Dutch filmmaker Shariff Korver first read a newspaper article about young Dutch soldiers blowing off steam on a Greek party island seven years ago. 

He was haunted by the story of the soldiers’ tour of Afghanistan, their misbehaviour in Greece and the hours of therapy and debriefing they went through before returning home to their families. 

The result is Do Not Hesitate, the Netherlands’  Oscar submission and Korver’s second feature.

“The thoughts and imagery of what those soldiers had been through and their bottled-up feelings stayed with me,” Korver explains during a Q&A for Screen International’s For Your Consideration Oscar race Screening Series.

Watch the full Q&A above.

Set in an unnamed country in the Middle East, Do Not Hesitate is Korver’s take on a war film.
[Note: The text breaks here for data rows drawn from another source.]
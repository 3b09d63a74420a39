use std::cmp::Ordering;

use geo_clipper::{Clipper, EndType, JoinType};
use geo_types::{Coord, LineString, Polygon};
use image::{imageops, imageops::FilterType, Rgb, RgbImage};
use nalgebra::{Matrix3, SMatrix, SVector};
use serde::{Deserialize, Serialize};

/// Scale factor used when handing float coordinates to the integer clipper.
const OFFSET_SCALE: f64 = 1.0;

/// Aspect ratio (height / width) above which a region is treated as vertical text.
const VERTICAL_TEXT_RATIO: f32 = 1.5;

#[derive(Debug, Clone, Copy, Default, PartialEq, Serialize, Deserialize)]
pub struct Point2f {
    pub x: f32,
    pub y: f32,
}

impl Point2f {
    pub fn new(x: f32, y: f32) -> Self {
        Self { x, y }
    }

    pub fn distance(&self, other: &Point2f) -> f32 {
        (self.x - other.x).hypot(self.y - other.y)
    }
}

/// A quadrilateral text region.
///
/// Points run clockwise (in image coordinates) from the top-left corner, so
/// `0 -> 1` is the top edge and `0 -> 3` the left edge.
#[derive(Debug, Clone, Copy, PartialEq, Serialize, Deserialize)]
pub struct QuadBox {
    pub points: [Point2f; 4],
}

impl QuadBox {
    /// Wraps points that are already in clockwise-from-top-left order.
    pub fn new(points: [Point2f; 4]) -> Self {
        Self { points }
    }

    pub fn from_unordered(points: [Point2f; 4]) -> Self {
        Self {
            points: order_points_clockwise(points),
        }
    }

    /// Axis-aligned rectangle spanning `[x0, x1] x [y0, y1]`.
    pub fn from_rect(x0: f32, y0: f32, x1: f32, y1: f32) -> Self {
        Self::new([
            Point2f::new(x0, y0),
            Point2f::new(x1, y0),
            Point2f::new(x1, y1),
            Point2f::new(x0, y1),
        ])
    }

    /// max(|p0p1|, |p3p2|)
    pub fn width(&self) -> f32 {
        let p = &self.points;
        p[0].distance(&p[1]).max(p[3].distance(&p[2]))
    }

    /// max(|p0p3|, |p1p2|)
    pub fn height(&self) -> f32 {
        let p = &self.points;
        p[0].distance(&p[3]).max(p[1].distance(&p[2]))
    }

    pub fn min_side(&self) -> f32 {
        let p = &self.points;
        let top = p[0].distance(&p[1]);
        let left = p[0].distance(&p[3]);
        top.min(left)
    }

    pub fn area(&self) -> f32 {
        polygon_area(&self.points)
    }

    pub fn perimeter(&self) -> f32 {
        polygon_perimeter(&self.points)
    }

    /// Zero-area boxes, including those whose corners are collinear.
    pub fn is_degenerate(&self) -> bool {
        self.points.iter().any(|p| !p.x.is_finite() || !p.y.is_finite()) || self.area() < 1e-3
    }

    /// y-coordinate of the top edge.
    pub fn top_y(&self) -> f32 {
        self.points[0].y.min(self.points[1].y)
    }

    pub fn left_x(&self) -> f32 {
        self.points.iter().map(|p| p.x).fold(f32::INFINITY, f32::min)
    }

    /// `(xmin, ymin, xmax, ymax)`
    pub fn bounding_rect(&self) -> (f32, f32, f32, f32) {
        self.points.iter().fold(
            (f32::INFINITY, f32::INFINITY, f32::NEG_INFINITY, f32::NEG_INFINITY),
            |(x0, y0, x1, y1), p| (x0.min(p.x), y0.min(p.y), x1.max(p.x), y1.max(p.y)),
        )
    }

    pub fn scale(&self, sx: f32, sy: f32) -> Self {
        Self::new(self.points.map(|p| Point2f::new(p.x * sx, p.y * sy)))
    }

    /// Clamps every corner into an image of the given size.
    pub fn clip(&self, img_width: u32, img_height: u32) -> Self {
        let max_x = img_width.saturating_sub(1) as f32;
        let max_y = img_height.saturating_sub(1) as f32;
        Self::new(
            self.points
                .map(|p| Point2f::new(p.x.clamp(0.0, max_x), p.y.clamp(0.0, max_y))),
        )
    }

    /// Inclusive point-in-quad test; assumes the quad is convex.
    pub fn contains(&self, x: f32, y: f32) -> bool {
        let mut sign = 0.0f32;
        for i in 0..4 {
            let a = self.points[i];
            let b = self.points[(i + 1) % 4];
            let cross = (b.x - a.x) * (y - a.y) - (b.y - a.y) * (x - a.x);
            if cross.abs() <= 1e-6 {
                continue;
            }
            if sign == 0.0 {
                sign = cross.signum();
            } else if cross.signum() != sign {
                return false;
            }
        }
        true
    }
}

/// Shoelace area of a simple polygon.
pub fn polygon_area(points: &[Point2f]) -> f32 {
    if points.len() < 3 {
        return 0.0;
    }
    let n = points.len();
    let twice: f64 = (0..n)
        .map(|i| {
            let p1 = points[i];
            let p2 = points[(i + 1) % n];
            p1.x as f64 * p2.y as f64 - p2.x as f64 * p1.y as f64
        })
        .sum();
    (twice * 0.5).abs() as f32
}

pub fn polygon_perimeter(points: &[Point2f]) -> f32 {
    if points.len() < 2 {
        return 0.0;
    }
    let n = points.len();
    (0..n)
        .map(|i| points[i].distance(&points[(i + 1) % n]) as f64)
        .sum::<f64>() as f32
}

/// Convex hull (Andrew's monotone chain), collinear points dropped.
pub fn convex_hull(points: &[Point2f]) -> Vec<Point2f> {
    let mut pts: Vec<(f64, f64)> = points
        .iter()
        .filter(|p| p.x.is_finite() && p.y.is_finite())
        .map(|p| (p.x as f64, p.y as f64))
        .collect();
    pts.sort_by(|a, b| a.0.total_cmp(&b.0).then(a.1.total_cmp(&b.1)));
    pts.dedup();

    if pts.len() < 3 {
        return pts
            .into_iter()
            .map(|(x, y)| Point2f::new(x as f32, y as f32))
            .collect();
    }

    let cross = |o: (f64, f64), a: (f64, f64), b: (f64, f64)| {
        (a.0 - o.0) * (b.1 - o.1) - (a.1 - o.1) * (b.0 - o.0)
    };

    let mut lower: Vec<(f64, f64)> = Vec::with_capacity(pts.len());
    for &p in &pts {
        while lower.len() >= 2 && cross(lower[lower.len() - 2], lower[lower.len() - 1], p) <= 0.0 {
            lower.pop();
        }
        lower.push(p);
    }

    let mut upper: Vec<(f64, f64)> = Vec::with_capacity(pts.len());
    for &p in pts.iter().rev() {
        while upper.len() >= 2 && cross(upper[upper.len() - 2], upper[upper.len() - 1], p) <= 0.0 {
            upper.pop();
        }
        upper.push(p);
    }

    lower.pop();
    upper.pop();
    lower.extend(upper);
    lower
        .into_iter()
        .map(|(x, y)| Point2f::new(x as f32, y as f32))
        .collect()
}

struct QuadCandidate {
    area: f64,
    perimeter: f64,
    points: [Point2f; 4],
}

fn candidate_cmp(a: &QuadCandidate, b: &QuadCandidate) -> Ordering {
    let area_eps = 1e-6 * a.area.abs().max(b.area.abs()).max(1.0);
    if (a.area - b.area).abs() > area_eps {
        return a.area.total_cmp(&b.area);
    }
    let perimeter_eps = 1e-6 * a.perimeter.abs().max(b.perimeter.abs()).max(1.0);
    if (a.perimeter - b.perimeter).abs() > perimeter_eps {
        return a.perimeter.total_cmp(&b.perimeter);
    }
    a.points
        .iter()
        .zip(b.points.iter())
        .map(|(p, q)| p.x.total_cmp(&q.x).then(p.y.total_cmp(&q.y)))
        .find(|o| *o != Ordering::Equal)
        .unwrap_or(Ordering::Equal)
}

/// Minimum-area enclosing rectangle of a point set (rotating calipers over the hull).
///
/// Ties are broken by smaller perimeter, then by the lexicographic order of the
/// ordered corners. Returns `None` for an empty input.
pub fn min_area_quad(points: &[Point2f]) -> Option<QuadBox> {
    let hull = convex_hull(points);
    match hull.len() {
        0 => return None,
        1 => return Some(QuadBox::new([hull[0]; 4])),
        _ => {}
    }

    let mut best: Option<QuadCandidate> = None;
    let n = hull.len();
    for i in 0..n {
        let p1 = hull[i];
        let p2 = hull[(i + 1) % n];
        let ex = (p2.x - p1.x) as f64;
        let ey = (p2.y - p1.y) as f64;
        let len = ex.hypot(ey);
        if len < 1e-9 {
            continue;
        }
        let (ux, uy) = (ex / len, ey / len);
        let (vx, vy) = (-uy, ux);

        let mut min_u = f64::INFINITY;
        let mut max_u = f64::NEG_INFINITY;
        let mut min_v = f64::INFINITY;
        let mut max_v = f64::NEG_INFINITY;
        for p in &hull {
            let (px, py) = (p.x as f64, p.y as f64);
            let u = px * ux + py * uy;
            let v = px * vx + py * vy;
            min_u = min_u.min(u);
            max_u = max_u.max(u);
            min_v = min_v.min(v);
            max_v = max_v.max(v);
        }

        let w = max_u - min_u;
        let h = max_v - min_v;
        let corner = |u: f64, v: f64| Point2f::new((u * ux + v * vx) as f32, (u * uy + v * vy) as f32);
        let candidate = QuadCandidate {
            area: w * h,
            perimeter: 2.0 * (w + h),
            points: order_points_clockwise([
                corner(min_u, min_v),
                corner(max_u, min_v),
                corner(max_u, max_v),
                corner(min_u, max_v),
            ]),
        };

        let better = match &best {
            None => true,
            Some(current) => candidate_cmp(&candidate, current) == Ordering::Less,
        };
        if better {
            best = Some(candidate);
        }
    }

    best.map(|c| QuadBox::new(c.points))
}

/// Orders four corners as top-left, top-right, bottom-right, bottom-left.
pub fn order_points_clockwise(pts: [Point2f; 4]) -> [Point2f; 4] {
    let mut pts_vec = pts.to_vec();
    pts_vec.sort_by(|a, b| a.x.total_cmp(&b.x).then(a.y.total_cmp(&b.y)));

    let (mut tl, mut bl) = (pts_vec[0], pts_vec[1]);
    if tl.y > bl.y {
        std::mem::swap(&mut tl, &mut bl);
    }

    let (mut tr, mut br) = (pts_vec[2], pts_vec[3]);
    if tr.y > br.y {
        std::mem::swap(&mut tr, &mut br);
    }

    [tl, tr, br, bl]
}

/// Offset distance that undoes the detector's shrink: `area * (ratio - 1) / perimeter`.
pub fn unclip_distance(polygon: &[Point2f], unclip_ratio: f32) -> f64 {
    let perimeter = polygon_perimeter(polygon) as f64;
    if perimeter <= 0.0 {
        return 0.0;
    }
    polygon_area(polygon) as f64 * (unclip_ratio as f64 - 1.0) / perimeter
}

/// Grows (positive distance) or shrinks (negative) a closed polygon with round joins.
///
/// Returns the exterior ring of the largest resulting polygon, without the closing
/// duplicate, or an empty vector when the offset erases the polygon.
pub fn offset_polygon(polygon: &[Point2f], distance: f64) -> Vec<Point2f> {
    if polygon.len() < 3 {
        return Vec::new();
    }

    let mut ring: Vec<Coord<f64>> = polygon
        .iter()
        .map(|p| Coord {
            x: p.x as f64,
            y: p.y as f64,
        })
        .collect();
    ring.push(ring[0]);
    let poly = Polygon::new(LineString::from(ring), vec![]);

    let expanded = poly.offset(distance, JoinType::Round(1.0), EndType::ClosedPolygon, OFFSET_SCALE);

    let Some(largest) = expanded.0.iter().max_by(|a, b| {
        ring_area(a.exterior()).total_cmp(&ring_area(b.exterior()))
    }) else {
        return Vec::new();
    };

    let mut result: Vec<Point2f> = largest
        .exterior()
        .0
        .iter()
        .map(|c| Point2f::new(c.x as f32, c.y as f32))
        .collect();
    if result.len() > 1 {
        let first = result[0];
        let last = result[result.len() - 1];
        if (first.x - last.x).abs() < 1e-3 && (first.y - last.y).abs() < 1e-3 {
            result.pop();
        }
    }
    result
}

fn ring_area(ring: &LineString<f64>) -> f64 {
    let pts = &ring.0;
    if pts.len() < 3 {
        return 0.0;
    }
    let twice: f64 = pts
        .windows(2)
        .map(|w| w[0].x * w[1].y - w[1].x * w[0].y)
        .sum();
    (twice * 0.5).abs()
}

/// Homography mapping `src[i]` onto `dst[i]`.
pub fn get_perspective_transform(src: &[[f64; 2]; 4], dst: &[[f64; 2]; 4]) -> Option<Matrix3<f64>> {
    let mut a = SMatrix::<f64, 8, 8>::zeros();
    let mut b = SVector::<f64, 8>::zeros();

    for i in 0..4 {
        let [x, y] = src[i];
        let [u, v] = dst[i];

        a[(i, 0)] = x;
        a[(i, 1)] = y;
        a[(i, 2)] = 1.0;
        a[(i, 6)] = -u * x;
        a[(i, 7)] = -u * y;
        b[i] = u;

        a[(i + 4, 3)] = x;
        a[(i + 4, 4)] = y;
        a[(i + 4, 5)] = 1.0;
        a[(i + 4, 6)] = -v * x;
        a[(i + 4, 7)] = -v * y;
        b[i + 4] = v;
    }

    let h = a.lu().solve(&b)?;
    if h.iter().any(|v| !v.is_finite()) {
        return None;
    }
    Some(Matrix3::new(h[0], h[1], h[2], h[3], h[4], h[5], h[6], h[7], 1.0))
}

/// Bilinear sample with replicated borders.
fn sample_bilinear(img: &RgbImage, x: f64, y: f64) -> Rgb<u8> {
    let max_x = img.width().saturating_sub(1) as f64;
    let max_y = img.height().saturating_sub(1) as f64;
    let x = x.clamp(0.0, max_x);
    let y = y.clamp(0.0, max_y);

    let x0 = x.floor();
    let y0 = y.floor();
    let x1 = (x0 + 1.0).min(max_x);
    let y1 = (y0 + 1.0).min(max_y);
    let fx = x - x0;
    let fy = y - y0;

    let p00 = img.get_pixel(x0 as u32, y0 as u32);
    let p10 = img.get_pixel(x1 as u32, y0 as u32);
    let p01 = img.get_pixel(x0 as u32, y1 as u32);
    let p11 = img.get_pixel(x1 as u32, y1 as u32);

    let mut out = [0u8; 3];
    for (c, slot) in out.iter_mut().enumerate() {
        let v = (1.0 - fx) * (1.0 - fy) * p00[c] as f64
            + fx * (1.0 - fy) * p10[c] as f64
            + (1.0 - fx) * fy * p01[c] as f64
            + fx * fy * p11[c] as f64;
        *slot = v.round().clamp(0.0, 255.0) as u8;
    }
    Rgb(out)
}

/// Renders a `width x height` image by pulling every output pixel through `dst_to_src`.
pub fn warp_perspective(src: &RgbImage, dst_to_src: &Matrix3<f64>, width: u32, height: u32) -> RgbImage {
    if src.width() == 0 || src.height() == 0 {
        return RgbImage::new(width, height);
    }
    let m = dst_to_src;
    RgbImage::from_fn(width, height, |x, y| {
        let (xf, yf) = (x as f64, y as f64);
        let w = m[(2, 0)] * xf + m[(2, 1)] * yf + m[(2, 2)];
        if w.abs() < f64::EPSILON {
            return Rgb([0, 0, 0]);
        }
        let sx = (m[(0, 0)] * xf + m[(0, 1)] * yf + m[(0, 2)]) / w;
        let sy = (m[(1, 0)] * xf + m[(1, 1)] * yf + m[(1, 2)]) / w;
        sample_bilinear(src, sx, sy)
    })
}

/// An upright text-line image at the recognizer's input height.
#[derive(Debug, Clone)]
pub struct RectifiedCrop {
    pub image: RgbImage,
    /// The region was taller than wide and was turned to horizontal.
    pub rotated: bool,
}

impl RectifiedCrop {
    pub fn width(&self) -> u32 {
        self.image.width()
    }

    pub fn height(&self) -> u32 {
        self.image.height()
    }

    pub fn aspect_ratio(&self) -> f32 {
        self.width() as f32 / self.height().max(1) as f32
    }
}

/// Warps `quad` out of `image` into an axis-aligned crop of height `target_height`.
///
/// Regions taller than 1.5x their width are rotated a quarter turn counterclockwise
/// so the first line of vertical text reads left to right. Returns `None` when the
/// region is degenerate.
pub fn perspective_crop(image: &RgbImage, quad: &QuadBox, target_height: u32) -> Option<RectifiedCrop> {
    if image.width() == 0 || image.height() == 0 || target_height == 0 || quad.is_degenerate() {
        return None;
    }

    let crop_w = quad.width() as u32;
    let crop_h = quad.height() as u32;
    if crop_w == 0 || crop_h == 0 {
        return None;
    }

    let src = quad.points.map(|p| [p.x as f64, p.y as f64]);
    let dst = [
        [0.0, 0.0],
        [crop_w as f64, 0.0],
        [crop_w as f64, crop_h as f64],
        [0.0, crop_h as f64],
    ];
    let dst_to_src = get_perspective_transform(&dst, &src)?;
    let mut warped = warp_perspective(image, &dst_to_src, crop_w, crop_h);

    let rotated = crop_h as f32 > VERTICAL_TEXT_RATIO * crop_w as f32;
    if rotated {
        warped = imageops::rotate270(&warped);
    }

    let (w, h) = warped.dimensions();
    let resized_w = ((w as f32 * target_height as f32 / h as f32).round() as u32).max(1);
    let image = imageops::resize(&warped, resized_w, target_height, FilterType::Triangle);

    Some(RectifiedCrop { image, rotated })
}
It tells the story of a platoon of Dutch soldiers engaged in a peace-keeping mission, a local goat herder and the terror of modern-day war with an unseen enemy

Korver reveals he was determined audiences would believe his cast could be real soldiers and “not actors pretending to be real soldiers.” 
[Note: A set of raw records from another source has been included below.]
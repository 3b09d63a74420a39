use std::path::PathBuf;

use clap::{Parser, ValueEnum};
use textspot::onnx::OnnxEngine;
use textspot::{OcrPipeline, OcrResponse, PipelineConfig, ScoreMode};
use tracing_subscriber::EnvFilter;

#[derive(Parser)]
#[command(name = "textspot")]
#[command(about = "textspot - scene-text OCR with DB detection and CTC recognition", long_about = None)]
struct Cli {
    /// JSON configuration file; flags below override its values
    #[arg(short, long)]
    config: Option<PathBuf>,

    /// Path to detection model (ONNX)
    #[arg(long)]
    det_model: Option<PathBuf>,

    /// Path to recognition model (ONNX)
    #[arg(long)]
    rec_model: Option<PathBuf>,

    /// Path to dictionary file; falls back to the list embedded in the recognizer
    #[arg(long)]
    dict: Option<PathBuf>,

    /// Binarization threshold
    #[arg(long)]
    thresh: Option<f32>,

    /// Minimum region score
    #[arg(long)]
    box_thresh: Option<f32>,

    #[arg(long)]
    unclip_ratio: Option<f32>,

    /// Minimum recognition confidence
    #[arg(long)]
    drop_score: Option<f32>,

    #[arg(long, value_enum)]
    score_mode: Option<ScoreModeArg>,

    /// Input image path
    image: PathBuf,

    /// Output format
    #[arg(short, long, value_enum, default_value_t = OutputFormat::Json)]
    format: OutputFormat,
}

#[derive(Copy, Clone, PartialEq, Eq, ValueEnum)]
enum ScoreModeArg {
    Contour,
    Box,
}

#[derive(Copy, Clone, PartialEq, Eq, PartialOrd, Ord, ValueEnum)]
enum OutputFormat {
    /// JSON envelope with boxes, text and confidence
    Json,
    /// Plain text, one line per detected text
    Text,
    /// TSV format: text\tscore\tx1,y1,x2,y2,x3,y3,x4,y4
    Tsv,
}

impl Cli {
    fn pipeline_config(&self) -> Result<PipelineConfig, Box<dyn std::error::Error>> {
        let mut config = match &self.config {
            Some(path) => PipelineConfig::from_json_file(path)?,
            None => PipelineConfig::default(),
        };

        if let Some(p) = &self.det_model {
            config.engine.det_model_path = p.clone();
        }
        if let Some(p) = &self.rec_model {
            config.engine.rec_model_path = p.clone();
        }
        if let Some(p) = &self.dict {
            config.rec.dict_path = Some(p.clone());
        }
        if let Some(v) = self.thresh {
            config.det.thresh = v;
        }
        if let Some(v) = self.box_thresh {
            config.det.box_thresh = v;
        }
        if let Some(v) = self.unclip_ratio {
            config.det.unclip_ratio = v;
        }
        if let Some(v) = self.drop_score {
            config.drop_score = v;
        }
        if let Some(mode) = self.score_mode {
            config.det.score_mode = match mode {
                ScoreModeArg::Contour => ScoreMode::Contour,
                ScoreModeArg::Box => ScoreMode::Box,
            };
        }
        Ok(config)
    }
}

fn main() -> Result<(), Box<dyn std::error::Error>> {
    tracing_subscriber::fmt()
        .with_env_filter(EnvFilter::try_from_default_env().unwrap_or_else(|_| EnvFilter::new("warn")))
        .with_writer(std::io::stderr)
        .init();

    let cli = Cli::parse();
    let config = cli.pipeline_config()?;
    let engine = OnnxEngine::from_config(&config)?;

    let pipeline = if config.rec.dict_path.is_some() {
        OcrPipeline::new(config, engine)?
    } else {
        let dictionary = engine
            .embedded_dictionary(config.rec.use_space_char)
            .ok_or("no --dict given and the recognizer model embeds no character list")??;
        OcrPipeline::with_dictionary(config, engine, dictionary)?
    };

    let img = image::open(&cli.image)?.to_rgb8();
    let result = pipeline.run(&img);

    match cli.format {
        OutputFormat::Json => {
            println!("{}", OcrResponse::from_result(&result).to_json_pretty()?);
        }
        OutputFormat::Text => {
            for region in &result? {
                println!("{}", region.text);
            }
        }
        OutputFormat::Tsv => {
            for region in &result? {
                let p = &region.quad.points;
                let box_str = format!(
                    "{:.1},{:.1},{:.1},{:.1},{:.1},{:.1},{:.1},{:.1}",
                    p[0].x, p[0].y, p[1].x, p[1].y, p[2].x, p[2].y, p[3].x, p[3].y,
                );
                println!("{}\t{:.3}\t{}", region.text, region.confidence, box_str);
            }
        }
    }

    Ok(())
}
However he auditioned real soldiers but couldn’t make it work because the dialogue-heavy physical roles were too challenging for non-actors.

The production hired a veteran to train the young actors, turned them into soldiers physically and put them up in an apartment to live together to create “that sense of camaraderie you get in the military.” 
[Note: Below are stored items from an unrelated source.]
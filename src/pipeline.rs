use image::RgbImage;
use serde::{Deserialize, Serialize};
use tracing::{debug, instrument, trace};

use crate::crop::TextCropper;
use crate::det::TextDetector;
use crate::engine::ModelEngine;
use crate::error::{OcrError, Result};
use crate::geometry::QuadBox;
use crate::rec::{Dictionary, TextRecognizer};
use crate::types::PipelineConfig;

/// A located, recognized line of text.
#[derive(Debug, Clone, PartialEq, Serialize, Deserialize)]
pub struct TextRegion {
    pub quad: QuadBox,
    pub text: String,
    pub confidence: f32,
}

impl TextRegion {
    /// `(xmin, ymin, xmax, ymax)` of the quad.
    pub fn bbox(&self) -> (f32, f32, f32, f32) {
        self.quad.bounding_rect()
    }
}

/// Regions plus per-stage timings in seconds.
#[derive(Debug, Clone, Default)]
pub struct OcrOutput {
    pub regions: Vec<TextRegion>,
    pub elapse_det: f64,
    pub elapse_rec: f64,
}

/// Detection, cropping, recognition and filtering over a shared [`ModelEngine`].
///
/// Built once; `run` takes `&self` and keeps no per-request state, so one pipeline
/// can serve concurrent callers when the engine is `Sync`.
pub struct OcrPipeline<E> {
    config: PipelineConfig,
    engine: E,
    det: TextDetector,
    cropper: TextCropper,
    rec: TextRecognizer,
}

impl<E: ModelEngine> OcrPipeline<E> {
    /// Validates `config` and loads the dictionary from `config.rec.dict_path`.
    pub fn new(config: PipelineConfig, engine: E) -> Result<Self> {
        config.validate()?;
        let path = config
            .rec
            .dict_path
            .clone()
            .ok_or_else(|| OcrError::Config("rec.dict_path is not set".to_string()))?;
        let dictionary = Dictionary::from_file(&path, config.rec.use_space_char)?;
        Self::with_dictionary(config, engine, dictionary)
    }

    pub fn with_dictionary(config: PipelineConfig, engine: E, dictionary: Dictionary) -> Result<Self> {
        config.validate()?;
        let det = TextDetector::new(config.det.clone());
        let cropper = TextCropper::new(config.rec.img_height);
        let rec = TextRecognizer::new(&config.rec, dictionary);
        Ok(Self {
            config,
            engine,
            det,
            cropper,
            rec,
        })
    }

    pub fn config(&self) -> &PipelineConfig {
        &self.config
    }

    pub fn engine(&self) -> &E {
        &self.engine
    }

    pub fn dictionary(&self) -> &Dictionary {
        self.rec.decoder().dictionary()
    }

    /// Ordered regions for `img`. An image without text yields `Ok(vec![])`.
    pub fn run(&self, img: &RgbImage) -> Result<Vec<TextRegion>> {
        Ok(self.run_detailed(img)?.regions)
    }

    #[instrument(level = "debug", skip(self, img), fields(w = img.width(), h = img.height()))]
    pub fn run_detailed(&self, img: &RgbImage) -> Result<OcrOutput> {
        if img.width() == 0 || img.height() == 0 {
            return Err(OcrError::InvalidImage(format!(
                "image has zero size ({}x{})",
                img.width(),
                img.height()
            )));
        }

        let det_res = self.det.run(&self.engine, img)?;
        if det_res.is_empty() {
            return Ok(OcrOutput {
                elapse_det: det_res.elapse,
                ..OcrOutput::default()
            });
        }

        let crops = self.cropper.crop_all(img, det_res.boxes.iter().map(|b| &b.quad));
        let (box_indices, crop_imgs): (Vec<usize>, Vec<_>) = crops.into_iter().unzip();
        let rec_res = self.rec.run(&self.engine, crop_imgs)?;

        let candidates = box_indices
            .into_iter()
            .zip(rec_res.txts.into_iter().zip(rec_res.scores))
            .map(|(idx, (text, confidence))| TextRegion {
                quad: det_res.boxes[idx].quad,
                text,
                confidence,
            });
        let regions = filter_regions(candidates, self.config.drop_score);
        debug!(
            boxes = det_res.boxes.len(),
            regions = regions.len(),
            elapse_det = det_res.elapse,
            elapse_rec = rec_res.elapse,
            "ocr done"
        );

        Ok(OcrOutput {
            regions,
            elapse_det: det_res.elapse,
            elapse_rec: rec_res.elapse,
        })
    }
}

/// Keeps regions with `confidence >= drop_score` and non-blank text, in order.
pub fn filter_regions<I>(candidates: I, drop_score: f32) -> Vec<TextRegion>
where
    I: IntoIterator<Item = TextRegion>,
{
    candidates
        .into_iter()
        .enumerate()
        .filter_map(|(idx, region)| {
            if region.confidence < drop_score {
                trace!(idx, score = region.confidence, text = %region.text, "below drop score");
                return None;
            }
            if region.text.trim().is_empty() {
                trace!(idx, "empty text");
                return None;
            }
            Some(region)
        })
        .collect()
}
The casting of real-life Syrian refugee Omar Alwan (who lives in the Netherlands) in the film’s pivotal role as a young goat herd boy was the most challenging. “Where do you find a kid of that age (15), with that temperament, energy and fearlessness?,” says the director. “We searched all over the world and by chance we found him in Holland.”

Alwan had taken part in drama classes organised by a group of theatre directors and filmmakers for Dutch asylum seekers. He was cast in a short film two years before Korver came calling. “We saw that short during our research for the film. His audition was so strong I immediately told everyone to call off the search.”

Shot in Crete to capture a dry, rocky otherworldliness, a couple of shooting days were lost to wind storms and other challenges included the extreme temperature contrasts of cold nights and hot days. “And when the mosquitoes want to ruin your day they definitely will,” says Shariff. 

For Shariff such challenges fed into the performances and informed the authentic look and feel of the unfolding story.